TASK DETAILS => Look through the entries for the string "CellState" and copy every line where it shows up.

DATA SHOWN =>

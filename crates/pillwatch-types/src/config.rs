use std::{fs, path::Path};

use serde::{Deserialize, Serialize};

use crate::{PillwatchError, Result};

pub const DEFAULT_ROWS: u16 = 7;
pub const DEFAULT_COLS: u16 = 4;
pub const DEFAULT_TOLERANCE: u8 = 30;
pub const DEFAULT_THRESHOLD_PERCENT: f64 = 10.0;
pub const DEFAULT_POLL_INTERVAL_MS: u64 = 1000;

const DAY_LABELS: [&str; 7] = [
    "Monday",
    "Tuesday",
    "Wednesday",
    "Thursday",
    "Friday",
    "Saturday",
    "Sunday",
];
const SLOT_LABELS: [&str; 4] = ["Morning", "Noon", "Evening", "Bedtime"];

#[derive(Debug, Clone, Serialize, Deserialize)]
#[serde(default)]
pub struct CameraConfig {
    /// Program (and arguments) that writes a single PNG frame to stdout.
    /// Empty means the built-in synthetic source is used.
    pub command: Vec<String>,
    pub frame_timeout_ms: u64,
}

impl Default for CameraConfig {
    fn default() -> Self {
        Self {
            command: Vec::new(),
            frame_timeout_ms: 5_000,
        }
    }
}

#[derive(Debug, Clone, PartialEq, Serialize, Deserialize)]
#[serde(default)]
pub struct GridConfig {
    pub rows: u16,
    pub cols: u16,
    /// One entry per row.
    pub day_labels: Vec<String>,
    /// One entry per column.
    pub slot_labels: Vec<String>,
}

impl Default for GridConfig {
    fn default() -> Self {
        Self {
            rows: DEFAULT_ROWS,
            cols: DEFAULT_COLS,
            day_labels: DAY_LABELS.iter().map(|s| s.to_string()).collect(),
            slot_labels: SLOT_LABELS.iter().map(|s| s.to_string()).collect(),
        }
    }
}

impl GridConfig {
    pub fn cell_count(&self) -> usize {
        self.rows as usize * self.cols as usize
    }

    pub fn validate(&self) -> Result<()> {
        if self.rows == 0 || self.cols == 0 {
            return Err(PillwatchError::Configuration(
                "grid.rows and grid.cols must be greater than zero".into(),
            ));
        }
        if self.day_labels.len() < self.rows as usize {
            return Err(PillwatchError::Configuration(format!(
                "grid.day_labels has {} entries but grid.rows is {}",
                self.day_labels.len(),
                self.rows
            )));
        }
        if self.slot_labels.len() < self.cols as usize {
            return Err(PillwatchError::Configuration(format!(
                "grid.slot_labels has {} entries but grid.cols is {}",
                self.slot_labels.len(),
                self.cols
            )));
        }
        Ok(())
    }
}

#[derive(Debug, Clone, Copy, PartialEq, Serialize, Deserialize)]
#[serde(default)]
pub struct DetectionConfig {
    /// Per-channel absolute difference a pixel may show before it counts as changed.
    pub tolerance: u8,
    /// Percentage of changed pixels above which a cell is reported as changed.
    pub threshold_percent: f64,
    pub poll_interval_ms: u64,
}

impl Default for DetectionConfig {
    fn default() -> Self {
        Self {
            tolerance: DEFAULT_TOLERANCE,
            threshold_percent: DEFAULT_THRESHOLD_PERCENT,
            poll_interval_ms: DEFAULT_POLL_INTERVAL_MS,
        }
    }
}

#[derive(Debug, Clone, Copy, PartialEq, Serialize, Deserialize)]
#[serde(default)]
pub struct NotificationConfig {
    pub change_display_ms: u64,
    pub error_display_ms: u64,
}

impl Default for NotificationConfig {
    fn default() -> Self {
        Self {
            change_display_ms: 6_000,
            error_display_ms: 8_000,
        }
    }
}

#[derive(Debug, Clone, Serialize, Deserialize)]
#[serde(default)]
pub struct OpsConfig {
    pub log_level: String,
}

impl Default for OpsConfig {
    fn default() -> Self {
        Self {
            log_level: "info".into(),
        }
    }
}

/// Everything a grid session needs besides its collaborators.
#[derive(Debug, Clone, Default, Serialize, Deserialize)]
pub struct SessionConfig {
    pub grid: GridConfig,
    pub detection: DetectionConfig,
    pub notifications: NotificationConfig,
}

#[derive(Debug, Clone, Default, Serialize, Deserialize)]
#[serde(default)]
pub struct PillwatchConfig {
    pub camera: CameraConfig,
    pub grid: GridConfig,
    pub detection: DetectionConfig,
    pub notifications: NotificationConfig,
    pub ops: OpsConfig,
}

impl PillwatchConfig {
    pub fn from_file<P: AsRef<Path>>(path: P) -> Result<Self> {
        let path_ref = path.as_ref();
        let contents = fs::read_to_string(path_ref).map_err(|err| {
            PillwatchError::Configuration(format!(
                "unable to read config file {}: {err}",
                path_ref.display()
            ))
        })?;
        toml::from_str(&contents).map_err(|err| {
            PillwatchError::Configuration(format!(
                "failed to parse config file {}: {err}",
                path_ref.display()
            ))
        })
    }

    pub fn validate(&self) -> Result<()> {
        self.grid.validate()?;
        if !(0.0..=100.0).contains(&self.detection.threshold_percent) {
            return Err(PillwatchError::Configuration(
                "detection.threshold_percent must be between 0 and 100".into(),
            ));
        }
        if self.detection.poll_interval_ms == 0 {
            return Err(PillwatchError::Configuration(
                "detection.poll_interval_ms must be greater than zero".into(),
            ));
        }
        if self.camera.frame_timeout_ms == 0 {
            return Err(PillwatchError::Configuration(
                "camera.frame_timeout_ms must be greater than zero".into(),
            ));
        }
        Ok(())
    }

    pub fn session(&self) -> SessionConfig {
        SessionConfig {
            grid: self.grid.clone(),
            detection: self.detection,
            notifications: self.notifications,
        }
    }
}

#[cfg(test)]
mod tests {
    use super::*;
    use std::fs;

    #[test]
    fn load_pillwatch_config_from_file() {
        let temp_path = std::env::temp_dir().join("pillwatch-config-test.toml");
        let config = PillwatchConfig {
            camera: CameraConfig {
                command: vec!["ffmpeg".into(), "-i".into(), "/dev/video0".into()],
                frame_timeout_ms: 2_000,
            },
            grid: GridConfig {
                rows: 2,
                cols: 3,
                day_labels: vec!["Sat".into(), "Sun".into()],
                slot_labels: vec!["AM".into(), "PM".into(), "Night".into()],
            },
            detection: DetectionConfig {
                tolerance: 12,
                threshold_percent: 25.0,
                poll_interval_ms: 500,
            },
            notifications: NotificationConfig::default(),
            ops: OpsConfig {
                log_level: "debug".into(),
            },
        };

        let doc = toml::to_string(&config).expect("serialize config");
        fs::write(&temp_path, doc).expect("write temp config");

        let loaded = PillwatchConfig::from_file(&temp_path).expect("load config");
        assert_eq!(loaded.grid, config.grid);
        assert_eq!(loaded.detection, config.detection);
        assert_eq!(loaded.camera.command, config.camera.command);
        fs::remove_file(&temp_path).expect("cleanup temp config");
    }

    #[test]
    fn partial_file_uses_defaults() {
        let loaded: PillwatchConfig =
            toml::from_str("[detection]\ntolerance = 40\n").expect("parse partial config");
        assert_eq!(loaded.detection.tolerance, 40);
        assert_eq!(loaded.detection.poll_interval_ms, DEFAULT_POLL_INTERVAL_MS);
        assert_eq!(loaded.grid.cell_count(), 28);
    }

    #[test]
    fn validate_configuration_rules() {
        let mut config = PillwatchConfig::default();
        assert!(config.validate().is_ok());

        config.grid.rows = 8;
        assert!(config.validate().is_err());
        config.grid.rows = 7;
        config.grid.cols = 0;
        assert!(config.validate().is_err());
        config.grid.cols = 4;
        config.detection.threshold_percent = 120.0;
        assert!(config.validate().is_err());
        config.detection.threshold_percent = 10.0;
        config.detection.poll_interval_ms = 0;
        assert!(config.validate().is_err());
        config.detection.poll_interval_ms = 1000;
        config.camera.frame_timeout_ms = 0;
        assert!(config.validate().is_err());
        config.camera.frame_timeout_ms = 1000;
        assert!(config.validate().is_ok());
    }
}
use std::fmt;

use chrono::{DateTime, Utc};
use serde::{Deserialize, Serialize};

/// Dense RGBA pixel buffer, either a full camera frame or a cropped cell.
#[derive(Debug, Clone, PartialEq, Serialize, Deserialize)]
pub struct RawImage {
    pub width: u32,
    pub height: u32,
    /// Row-major RGBA bytes, `width * height * 4` long.
    pub data: Vec<u8>,
    pub captured_at: DateTime<Utc>,
}

impl RawImage {
    pub fn empty() -> Self {
        Self {
            width: 0,
            height: 0,
            data: Vec::new(),
            captured_at: Utc::now(),
        }
    }

    pub fn from_rgba(width: u32, height: u32, data: Vec<u8>) -> Self {
        Self {
            width,
            height,
            data,
            captured_at: Utc::now(),
        }
    }

    /// Uniformly colored image, handy for synthetic frames.
    pub fn filled(width: u32, height: u32, rgba: [u8; 4]) -> Self {
        let pixels = width as usize * height as usize;
        let mut data = Vec::with_capacity(pixels * 4);
        for _ in 0..pixels {
            data.extend_from_slice(&rgba);
        }
        Self::from_rgba(width, height, data)
    }

    pub fn dimensions(&self) -> (u32, u32) {
        (self.width, self.height)
    }

    pub fn pixel_count(&self) -> usize {
        self.width as usize * self.height as usize
    }

    /// True when the buffer length matches the declared dimensions.
    pub fn is_well_formed(&self) -> bool {
        self.data.len() == self.pixel_count() * 4
    }

    pub fn is_empty(&self) -> bool {
        self.width == 0 || self.height == 0
    }

    pub fn same_dimensions(&self, other: &RawImage) -> bool {
        self.dimensions() == other.dimensions()
    }

    pub fn pixel(&self, x: u32, y: u32) -> Option<[u8; 4]> {
        if x >= self.width || y >= self.height {
            return None;
        }
        let idx = (y as usize * self.width as usize + x as usize) * 4;
        self.data
            .get(idx..idx + 4)
            .map(|px| [px[0], px[1], px[2], px[3]])
    }
}

/// Portable text form of a [`RawImage`]. Only the codec looks inside.
#[derive(Debug, Clone, PartialEq, Eq, Hash, Serialize, Deserialize)]
#[serde(transparent)]
pub struct EncodedImage(String);

impl EncodedImage {
    pub fn new(value: impl Into<String>) -> Self {
        Self(value.into())
    }

    pub fn as_str(&self) -> &str {
        &self.0
    }

    pub fn into_inner(self) -> String {
        self.0
    }

    pub fn len(&self) -> usize {
        self.0.len()
    }

    pub fn is_empty(&self) -> bool {
        self.0.is_empty()
    }
}

impl fmt::Display for EncodedImage {
    fn fmt(&self, f: &mut fmt::Formatter<'_>) -> fmt::Result {
        // Never dump the whole payload into logs.
        write!(f, "EncodedImage({} bytes)", self.0.len())
    }
}

#[cfg(test)]
mod tests {
    use super::*;

    #[test]
    fn filled_image_is_well_formed() {
        let img = RawImage::filled(3, 2, [1, 2, 3, 255]);
        assert!(img.is_well_formed());
        assert_eq!(img.pixel(2, 1), Some([1, 2, 3, 255]));
        assert_eq!(img.pixel(3, 0), None);
    }

    #[test]
    fn empty_image_has_no_pixels() {
        let img = RawImage::empty();
        assert!(img.is_empty());
        assert_eq!(img.pixel_count(), 0);
    }
}
use std::collections::HashMap;

use serde::Serialize;

use pillwatch_types::{
    geometry::{CellId, GridCell, Rectangle},
    status::{BaselineStatus, CellState, CellStatus},
};

/// One row of the read-only session snapshot.
#[derive(Debug, Clone, PartialEq, Serialize)]
pub struct CellView {
    pub cell: GridCell,
    pub state: CellState,
    pub baseline: BaselineStatus,
}

/// Read-only snapshot handed to renderers.
#[derive(Debug, Clone, Default, PartialEq, Serialize)]
pub struct SessionView {
    pub master_region: Option<Rectangle>,
    pub cells: Vec<CellView>,
    /// At least one cell has a decoded baseline.
    pub monitoring: bool,
    /// The polling timer is active.
    pub polling: bool,
}

impl SessionView {
    pub fn cell(&self, id: &CellId) -> Option<&CellView> {
        self.cells.iter().find(|view| view.cell.id == *id)
    }

    pub fn status_of(&self, id: &CellId) -> Option<CellStatus> {
        self.cell(id).map(|view| view.state.status)
    }

    pub fn statuses(&self) -> HashMap<CellId, CellStatus> {
        self.cells
            .iter()
            .map(|view| (view.cell.id, view.state.status))
            .collect()
    }

    pub fn diffs(&self) -> HashMap<CellId, f64> {
        self.cells
            .iter()
            .filter_map(|view| view.state.diff.map(|diff| (view.cell.id, diff)))
            .collect()
    }

    pub fn count(&self, status: CellStatus) -> usize {
        self.cells
            .iter()
            .filter(|view| view.state.status == status)
            .count()
    }
}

RESPONSE =>
    status::{BaselineStatus, CellState, CellStatus},
    pub state: CellState,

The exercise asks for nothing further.